Because dance is mostly synchronized, it's especially important that the dance outfit give your team the uniform look. Whether your dance team is opting for today's athletic style with long pants and a midriff spandex top, or the more traditional skirt or shorts and "T" combo, the uniform reflects your team. The uniform says a lot, and what it says to your audience can be especially important in competitions where judges are watching for how seriously your team wants to win. So when you're designing or decorating your dance uniform, it's important to keep in mind color and style choices. And more importantly, what rules and regulations have to say. Remember that rules may vary from one school or organization to another, so be sure and know the rules that apply to your team.
High School Dance Uniform Rules
Rules pertaining to high school dance uniforms follow many of the same rules that apply to cheerleading uniforms. Following are a few general guidelines which coaches are expected to make sure their team complies with, violations of which can result in penalties. Rules vary from state to state, so make sure you check with your local organization pertaining to dance uniform rules.
Clothing, Jewelry and Accessories
Basically dance apparel should cover the midriff (middle section of the body from front to back) when standing at attention, and nude bodysuits are obviously not permitted. Eye glasses should be secured with a band, and there should be no beads or knots on the band.
- Jewelry must not be worn unless it's a medical or religious medal, which must be secured to the body or uniform.
- Fingernails must be kept at an "appropriate" length.
- Hair should be worn in a manner that minimizes risk, and hair devices should be secure.
- Apparel and accessories should not pose a risk to participants.
- Shoes must be soft-soled dance or athletic shoes.
- Glitter must adhere to body or uniform.
- Supports or braces with rough edges should be padded.
- A manufacturer's label or trademark on apparel may not exceed 2-1/4 square inches.
- An American flag worn on clothing or apparel may not exceed 2 X 3 inches. A commemorative or memorial patch may not be larger than 4 inches, and should be approved.
- Use of artificial limbs is not considered dangerous but rules may vary from state to state.
Props, that is anything that is not attached or positioned on a uniform, are allowed, but may not be used as "bases".
College Dance Uniform Rules
The following information is intended to serve as a guide for designing your college dance uniform, based on theofficial rules.
The rules are not extremely detailed; generally "appropriate" dress is required for all practices, performances and award ceremonies. The following is a guideline about what is deemed appropriate.
- No sexually provocative or risqué garments may be worn.
- Garments must be "secure" to prevent "wardrobe malfunction" or clothing coming open or apart.
- Appropriate undergarments must be worn.
- Use good judgment in using sheer materials. No sheer skirts or tops that allow briefs or bras to be seen. Sheer fabric over the midriff or neckline is fine.
- No bra styles, material must fall at least one inch below bra line.
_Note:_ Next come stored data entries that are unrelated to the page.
//! Monitor integration tests: metrics, stuck-job detection, health, and
//! per-job logs, all against the same store the queue writes to.

mod test_utils;

use std::sync::Arc;
use std::time::Duration;

use capstan::{
    CapstanError, JobMonitor, JobOptions, JobStatus, LogLevel, MonitorConfig, MonitorEvent,
};
use serde_json::json;
use tokio::sync::Semaphore;

use test_utils::manual_queue;

fn monitor_config() -> MonitorConfig {
    MonitorConfig {
        stuck_threshold: Duration::from_millis(50),
        ..MonitorConfig::default()
    }
}

#[tokio::test]
async fn test_metrics_reflect_outcomes() {
    let queue = manual_queue();
    let monitor = JobMonitor::new(Arc::clone(queue.store()));

    queue
        .register_handler_fn("ok", |_job| async { Ok(()) })
        .await;
    queue
        .register_handler_fn("bad", |_job| async {
            Err(CapstanError::Processing("boom".to_string()))
        })
        .await;

    queue
        .add_job("ok", json!({}), JobOptions::default())
        .await
        .unwrap();
    queue
        .add_job("bad", json!({}), JobOptions::new().with_max_attempts(1))
        .await
        .unwrap();
    queue.tick().await.unwrap();
    queue.tick().await.unwrap();
    queue.stop_processing().await;

    let metrics = monitor.collect_metrics().await.unwrap();
    assert_eq!(metrics.status_counts.get(&JobStatus::Completed), Some(&1));
    assert_eq!(metrics.status_counts.get(&JobStatus::Failed), Some(&1));
    assert_eq!(metrics.failure_rate.total, 2);
    assert_eq!(metrics.failure_rate.failed, 1);
    assert!(metrics.avg_processing_time_ms >= 0.0);

    let period = monitor.get_metrics_for_period(24).await.unwrap();
    assert_eq!(period.period_hours, 24);
    assert_eq!(period.metrics.len(), 2);
}

#[tokio::test]
async fn test_stuck_job_detection_flags_only_old_processing_jobs() {
    let queue = manual_queue();
    let monitor = JobMonitor::with_config(Arc::clone(queue.store()), monitor_config());

    let gate = Arc::new(Semaphore::new(0));
    let waiting = Arc::clone(&gate);
    queue
        .register_handler_fn("slow", move |_job| {
            let waiting = Arc::clone(&waiting);
            async move {
                let _permit = waiting
                    .acquire()
                    .await
                    .map_err(|_| CapstanError::Processing("gate closed".to_string()))?;
                Ok(())
            }
        })
        .await;
    queue
        .register_handler_fn("fast", |_job| async { Ok(()) })
        .await;

    let slow = queue
        .add_job("slow", json!({}), JobOptions::default())
        .await
        .unwrap();
    let fast = queue
        .add_job("fast", json!({}), JobOptions::default())
        .await
        .unwrap();
    queue.tick().await.unwrap();
    queue.tick().await.unwrap();

    // Freshly claimed: not yet past the stuck threshold.
    assert!(monitor.find_stuck_jobs().await.unwrap().is_empty());

    tokio::time::sleep(Duration::from_millis(120)).await;
    let stuck = monitor.find_stuck_jobs().await.unwrap();
    assert_eq!(stuck.len(), 1);
    assert_eq!(stuck[0].id, slow);

    // A stuck job makes the system unhealthy regardless of failure rate.
    let health = monitor.get_health_status().await.unwrap();
    assert!(!health.healthy);
    assert_eq!(health.stuck_jobs, 1);

    gate.add_permits(1);
    queue.stop_processing().await;

    // Completed jobs are never flagged, however old.
    tokio::time::sleep(Duration::from_millis(80)).await;
    assert!(monitor.find_stuck_jobs().await.unwrap().is_empty());
    assert_eq!(
        queue.get_job(fast).await.unwrap().unwrap().status,
        JobStatus::Completed
    );
}

#[tokio::test]
async fn test_health_tracks_failure_rate() {
    let queue = manual_queue();
    let monitor = JobMonitor::new(Arc::clone(queue.store()));

    queue
        .register_handler_fn("ok", |_job| async { Ok(()) })
        .await;
    queue
        .register_handler_fn("bad", |_job| async {
            Err(CapstanError::Processing("boom".to_string()))
        })
        .await;

    queue
        .add_job("bad", json!({}), JobOptions::new().with_max_attempts(1))
        .await
        .unwrap();
    queue.tick().await.unwrap();
    queue.stop_processing().await;

    // 1 started, 1 failed: 100% failure rate in the trailing hour.
    let health = monitor.get_health_status().await.unwrap();
    assert!(!health.healthy);
    assert_eq!(health.failure_percentage, 100.0);
    assert_eq!(health.stuck_jobs, 0);

    // Two successes dilute the rate below the 50% threshold.
    for _ in 0..2 {
        queue
            .add_job("ok", json!({}), JobOptions::default())
            .await
            .unwrap();
        queue.tick().await.unwrap();
        queue.stop_processing().await;
    }

    let health = monitor.get_health_status().await.unwrap();
    assert!(health.healthy);
    assert_eq!(health.failure_percentage, 33.33);
    assert_eq!(health.recent_activity, 3);
}

#[tokio::test]
async fn test_job_logs_round_trip() {
    let queue = manual_queue();
    let monitor = JobMonitor::new(Arc::clone(queue.store()));

    let id = queue
        .add_job("echo", json!({}), JobOptions::default())
        .await
        .unwrap();

    monitor
        .log_job_event(id, LogLevel::Info, "collection started", json!({"page": 1}))
        .await
        .unwrap();
    monitor
        .log_job_event(id, LogLevel::Warn, "rate limited", json!({"retry_in": 30}))
        .await
        .unwrap();
    monitor
        .log_job_event(id, LogLevel::Error, "gave up", json!({}))
        .await
        .unwrap();

    let logs = monitor.get_job_logs(id, 2).await.unwrap();
    assert_eq!(logs.len(), 2);
    assert_eq!(logs[0].message, "gave up");
    assert_eq!(logs[0].level, LogLevel::Error);
    assert_eq!(logs[1].message, "rate limited");
    assert_eq!(logs[1].metadata, json!({"retry_in": 30}));

    let all = monitor.get_job_logs(id, 100).await.unwrap();
    assert_eq!(all.len(), 3);

    queue.stop_processing().await;
}

#[tokio::test]
async fn test_monitoring_loop_publishes_metrics() {
    let queue = manual_queue();
    let config = MonitorConfig {
        sample_interval: Duration::from_millis(50),
        ..MonitorConfig::default()
    };
    let monitor = JobMonitor::with_config(Arc::clone(queue.store()), config);
    let mut events = monitor.subscribe();

    monitor.start_monitoring().await;
    let event = tokio::time::timeout(Duration::from_secs(2), events.recv())
        .await
        .expect("metrics sample within interval")
        .unwrap();
    match event {
        MonitorEvent::Metrics(metrics) => {
            assert_eq!(metrics.failure_rate.total, 0);
        }
        MonitorEvent::StuckJobs(_) => panic!("no stuck jobs expected"),
    }
    monitor.stop_monitoring().await;

    queue.stop_processing().await;
}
- No extremely low cut necklines.
- No excessively bare or backless styles.
- Material around the back must be solid.
- No tube tops.
- Tops must be secured with straps around neck or over at least one shoulder.
- Pants or skirts must completely cover the hips and briefs when feet are shoulder width apart, and fall at least 1-1/2 inches below cheer briefs, or 2 inches below standard briefs, in the back.
- No excessively short shorts.
- Waistbands must not be lower than 2 inches below navel when worn with midriff or cropped top.
- No bare feet.
- Participants must wear soft-soled shoes or dance shoes when competing.
All Star Dance Rules
The following are 2010-11 rules pertaining to all star dance uniforms. For detailed information visit the All Star Federation.
Footwear is "recommended but not required". Socks and footed tights are prohibited.
Jewelry is allowed as a part of the costume.
"All costuming and makeup should be age appropriate and acceptable for family viewing". No "suggestive, offensive, or vulgar costuming" is allowed.
"Wearable and handheld items are allowed... and can be removed and discarded from the body". Standing props are allowed with limitations.